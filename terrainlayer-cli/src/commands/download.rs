//! Download command - pre-seed the tile cache for a zoom level.

use rayon::prelude::*;
use std::ops::RangeInclusive;
use std::sync::atomic::{AtomicUsize, Ordering};
use std::time::Instant;
use terrainlayer::coord::{tiles_per_axis, TileCoord};
use terrainlayer::tile::{TileKey, TileLayer};
use tracing::{info, warn};

use crate::error::CliError;
use crate::runner::CliRunner;

/// Arguments for the download command.
pub struct DownloadArgs {
    pub zoom: u8,
    pub x_range: Option<(u32, u32)>,
    pub y_range: Option<(u32, u32)>,
    pub force: bool,
    pub debug: bool,
    pub verbose: bool,
}

/// Run the download command.
pub fn run(args: DownloadArgs) -> Result<(), CliError> {
    let runner = CliRunner::new(args.debug, args.verbose)?;
    runner.log_startup("download");

    // Validates the zoom level
    TileCoord::new(0, 0, args.zoom)?;
    let columns = tile_range("--x-range", args.x_range, args.zoom)?;
    let rows = tile_range("--y-range", args.y_range, args.zoom)?;

    let total = key_count(&columns, &rows);

    let store = runner.tile_store()?;
    println!("Seeding cache: {}", store.cache_dir().display());
    println!(
        "  Zoom {}: {} tiles ({} per layer){}",
        args.zoom,
        total,
        total / TileLayer::ALL.len() as u64,
        if args.force { ", forced refresh" } else { "" }
    );
    println!();

    let start = Instant::now();
    let failed = AtomicUsize::new(0);

    tile_keys(args.zoom, columns, rows).for_each(|key| {
        if let Err(e) = store.fetch(&key, args.force) {
            failed.fetch_add(1, Ordering::Relaxed);
            warn!(key = %key, error = %e, "Tile download failed");
            eprintln!("  failed {}: {}", key, e);
        }
    });

    let failed = failed.into_inner() as u64;
    let stats = store.stats();
    info!(
        tiles = total,
        failed = failed,
        elapsed_s = start.elapsed().as_secs_f64(),
        "Cache seeding finished"
    );

    println!();
    println!(
        "Done in {:.1}s: {} ok, {} failed",
        start.elapsed().as_secs_f64(),
        total - failed,
        failed
    );
    println!("  {}", stats);

    Ok(())
}

/// Every layer of every tile in the given block, generated lazily.
fn tile_keys(
    zoom: u8,
    columns: RangeInclusive<u32>,
    rows: RangeInclusive<u32>,
) -> impl ParallelIterator<Item = TileKey> {
    columns.into_par_iter().flat_map_iter(move |x| {
        rows.clone().flat_map(move |y| {
            TileLayer::ALL
                .into_iter()
                .map(move |layer| TileKey::new(layer, zoom, x, y))
        })
    })
}

fn key_count(columns: &RangeInclusive<u32>, rows: &RangeInclusive<u32>) -> u64 {
    let span = |r: &RangeInclusive<u32>| u64::from(r.end() - r.start()) + 1;
    span(columns) * span(rows) * TileLayer::ALL.len() as u64
}

/// Inclusive range of tile indices, or the whole axis when none is given.
fn tile_range(
    flag: &str,
    range: Option<(u32, u32)>,
    zoom: u8,
) -> Result<RangeInclusive<u32>, CliError> {
    let last = tiles_per_axis(zoom) - 1;
    match range {
        None => Ok(0..=last),
        Some((a, b)) if a <= b && b <= last => Ok(a..=b),
        Some((a, b)) => Err(CliError::Config(format!(
            "{} {} {} is not a valid range at zoom {} (0-{})",
            flag, a, b, zoom, last
        ))),
    }
}
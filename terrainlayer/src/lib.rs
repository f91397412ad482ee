//! TerrainLayer - streaming terrain tiles into a 3-D viewer
//!
//! Keeps a 3×3 neighborhood of web-mercator tiles around a moving viewpoint
//! loaded into a renderer: Terrarium-encoded elevation becomes a 16-bit
//! heightmap and landcover imagery becomes its color texture. Tiles are
//! cached on disk; mosaics are built on a background worker and handed to
//! the renderer on the host's own thread.
//!
//! # High-Level API
//!
//! ```ignore
//! use std::sync::Arc;
//! use terrainlayer::cache::DiskCache;
//! use terrainlayer::coord::TileCoord;
//! use terrainlayer::mosaic::{MosaicBuilder, MosaicConfig};
//! use terrainlayer::provider::{HttpTileProvider, ReqwestClient, TileServers};
//! use terrainlayer::stream::{StreamConfig, TerrainSession};
//! use terrainlayer::tile::TileStore;
//!
//! let provider = HttpTileProvider::new(ReqwestClient::new()?, TileServers::default());
//! let store = TileStore::new(DiskCache::new(cache_dir)?, Arc::new(provider));
//! let builder = MosaicBuilder::new(Arc::new(store), MosaicConfig::default());
//!
//! let start = TileCoord::new(8529, 5843, 14)?;
//! let mut session = TerrainSession::start(Arc::new(builder), renderer, start, StreamConfig::default())?;
//! session.on_tick(&camera_position)?;
//! ```

pub mod cache;
pub mod config;
pub mod coord;
pub mod elevation;
pub mod logging;
pub mod mosaic;
pub mod provider;
pub mod stream;
pub mod tile;

/// Version of the TerrainLayer library and CLI.
///
/// This is synchronized across all components in the workspace.
/// The version is defined in `Cargo.toml` and injected at compile time.
pub const VERSION: &str = env!("CARGO_PKG_VERSION");
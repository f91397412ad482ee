//! Run command - headless streaming session with a simulated viewpoint.
//!
//! The viewpoint starts at the center of the start tile and moves in a
//! straight line; every mosaic the session applies is written to the output
//! directory by a [`FileRenderer`].

use std::path::PathBuf;
use std::thread;
use std::time::{Duration, Instant};
use terrainlayer::coord::tile_size_meters;
use terrainlayer::stream::{TerrainSession, WorldPoint};
use tracing::info;

use super::common::{ensure_output_dir, resolve_tile, TileArgs};
use crate::error::CliError;
use crate::render::FileRenderer;
use crate::runner::CliRunner;

/// Arguments for the run command.
pub struct RunArgs {
    pub tile: TileArgs,
    pub output: PathBuf,
    /// Ground speed in meters per second
    pub speed: f64,
    /// Heading in degrees clockwise from north
    pub heading: f64,
    pub ticks: u32,
    pub tick_ms: u64,
    pub debug: bool,
    pub verbose: bool,
}

/// Run the run command.
pub fn run(args: RunArgs) -> Result<(), CliError> {
    let runner = CliRunner::new(args.debug, args.verbose)?;
    runner.log_startup("run");
    let config = runner.config();

    let start_tile = resolve_tile(&args.tile, config)?;
    ensure_output_dir(&args.output)?;

    let builder = runner.mosaic_builder(false)?;
    let renderer = FileRenderer::new(args.output.clone());

    println!("Starting session at tile {}", start_tile);
    println!(
        "  Viewpoint: {:.1} m/s heading {:.0}°, {} ticks of {} ms",
        args.speed, args.heading, args.ticks, args.tick_ms
    );
    println!(
        "  Tile size: {:.1} m at zoom {}",
        tile_size_meters(start_tile.zoom),
        start_tile.zoom
    );
    println!();

    let mut session =
        TerrainSession::start(builder, renderer, start_tile, config.stream_config())?;

    let tick = Duration::from_millis(args.tick_ms);
    let step = velocity(args.speed, args.heading, tick);
    let mut position = WorldPoint::ZERO;
    let started = Instant::now();
    let mut result = Ok(());

    for n in 0..args.ticks {
        match session.on_tick(&position) {
            Ok(true) => {
                let snapshot = session.snapshot();
                if let Some(tile) = snapshot.mosaic_tile {
                    println!("  [{:>5}] applied mosaic around {}", n, tile);
                }
            }
            Ok(false) => {}
            Err(e) => {
                result = Err(CliError::Session(e));
                break;
            }
        }
        position.x += step.x;
        position.y += step.y;
        thread::sleep(tick);
    }

    session.shutdown();

    let snapshot = session.snapshot();
    let renderer = session.renderer();
    info!(
        frames = renderer.frames(),
        failures = renderer.failures(),
        elapsed_s = started.elapsed().as_secs_f64(),
        "Session finished"
    );

    println!();
    println!(
        "Session finished after {:.1}s: {} mosaics written, {} failed",
        started.elapsed().as_secs_f64(),
        renderer.frames(),
        renderer.failures()
    );
    if let Some(tile) = snapshot.target_tile {
        println!("  Final viewpoint tile: {}", tile);
    }
    println!("  Output: {}", args.output.display());

    result
}

/// Per-tick displacement for a heading measured clockwise from north.
///
/// World y grows southwards, so north is negative y.
fn velocity(speed: f64, heading_deg: f64, tick: Duration) -> WorldPoint {
    let distance = speed * tick.as_secs_f64();
    let heading = heading_deg.to_radians();
    WorldPoint::new(distance * heading.sin(), -distance * heading.cos(), 0.0)
}

#[cfg(test)]
mod tests {
    use super::*;

    #[test]
    fn test_velocity_north() {
        let v = velocity(100.0, 0.0, Duration::from_millis(500));
        assert!(v.x.abs() < 1e-9);
        assert!((v.y + 50.0).abs() < 1e-9);
    }

    #[test]
    fn test_velocity_east() {
        let v = velocity(10.0, 90.0, Duration::from_secs(1));
        assert!((v.x - 10.0).abs() < 1e-9);
        assert!(v.y.abs() < 1e-9);
    }

    #[test]
    fn test_velocity_south() {
        let v = velocity(10.0, 180.0, Duration::from_secs(2));
        assert!((v.y - 20.0).abs() < 1e-9);
    }
}
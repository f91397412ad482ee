//! Configuration for terrainlayer.
//!
//! User settings live in `~/.terrainlayer/config.ini` and are loaded into a
//! [`ConfigFile`]. Runtime components take the narrower structs derived from
//! it ([`crate::mosaic::MosaicConfig`], [`crate::stream::StreamConfig`],
//! [`crate::provider::TileServers`]).
//!
//! # Example
//!
//! ```
//! use terrainlayer::config::ConfigFile;
//!
//! let config = ConfigFile::default();
//! let mosaic = config.mosaic_config();
//! assert_eq!(mosaic.min_zscale, 250.0);
//! ```

mod defaults;
mod file;
mod parser;
mod settings;
mod writer;

pub use file::{
    config_directory, config_file_path, CacheSettings, ConfigFile, ConfigFileError,
    DownloadSettings, LoggingSettings, ServerSettings, StreamSettings, TerrainSettings,
    DEFAULT_DOWNLOAD_TIMEOUT_SECS, DEFAULT_ELEVATION_LAYER, DEFAULT_ELEVATION_URL,
    DEFAULT_LANDCOVER_LAYER, DEFAULT_LANDCOVER_URL, DEFAULT_LOG_FILE_NAME,
    DEFAULT_POLL_INTERVAL_MS, DEFAULT_ZOOM,
};
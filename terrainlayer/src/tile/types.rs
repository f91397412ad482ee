//! Tile identity and raster types.

use crate::coord::TileCoord;
use image::RgbImage;
use std::fmt;

/// The two raster layers streamed for every tile.
#[derive(Debug, Clone, Copy, PartialEq, Eq, Hash, PartialOrd, Ord)]
pub enum TileLayer {
    /// Terrarium-encoded elevation
    Elevation,
    /// Hue-normalized landcover texture
    Landcover,
}

impl TileLayer {
    /// Both layers, elevation first.
    pub const ALL: [TileLayer; 2] = [TileLayer::Elevation, TileLayer::Landcover];

    /// Directory name under the cache root.
    pub fn cache_dir_name(&self) -> &'static str {
        match self {
            TileLayer::Elevation => "terrarium",
            TileLayer::Landcover => "terrain-background",
        }
    }
}

impl fmt::Display for TileLayer {
    fn fmt(&self, f: &mut fmt::Formatter<'_>) -> fmt::Result {
        match self {
            TileLayer::Elevation => write!(f, "elevation"),
            TileLayer::Landcover => write!(f, "landcover"),
        }
    }
}

/// Identity of one cached tile: layer plus slippy coordinates.
#[derive(Debug, Clone, Copy, PartialEq, Eq, Hash, PartialOrd, Ord)]
pub struct TileKey {
    pub layer: TileLayer,
    pub zoom: u8,
    pub x: u32,
    pub y: u32,
}

impl TileKey {
    pub fn new(layer: TileLayer, zoom: u8, x: u32, y: u32) -> Self {
        Self { layer, zoom, x, y }
    }

    pub fn from_tile(layer: TileLayer, tile: &TileCoord) -> Self {
        Self::new(layer, tile.zoom, tile.x, tile.y)
    }

    pub fn tile(&self) -> TileCoord {
        TileCoord {
            x: self.x,
            y: self.y,
            zoom: self.zoom,
        }
    }
}

impl fmt::Display for TileKey {
    fn fmt(&self, f: &mut fmt::Formatter<'_>) -> fmt::Result {
        write!(f, "{}/{}/{}/{}", self.layer, self.zoom, self.x, self.y)
    }
}

/// A decoded, validated tile image.
///
/// Immutable once created by the tile store.
#[derive(Debug, Clone, PartialEq)]
pub struct RasterTile {
    key: TileKey,
    image: RgbImage,
}

impl RasterTile {
    pub fn new(key: TileKey, image: RgbImage) -> Self {
        Self { key, image }
    }

    pub fn key(&self) -> &TileKey {
        &self.key
    }

    pub fn image(&self) -> &RgbImage {
        &self.image
    }

    pub fn width(&self) -> u32 {
        self.image.width()
    }

    pub fn height(&self) -> u32 {
        self.image.height()
    }

    pub fn into_image(self) -> RgbImage {
        self.image
    }
}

******

Task goal:
Lines before the one containing "pub fn image(&self)" are left out. Repeat that line and all lines after it in the records above exactly.

Exercise result:
    pub fn image(&self) -> &RgbImage {
        &self.image
    }

    pub fn width(&self) -> u32 {
        self.image.width()
    }

    pub fn height(&self) -> u32 {
        self.image.height()
    }

    pub fn into_image(self) -> RgbImage {
        self.image
    }
}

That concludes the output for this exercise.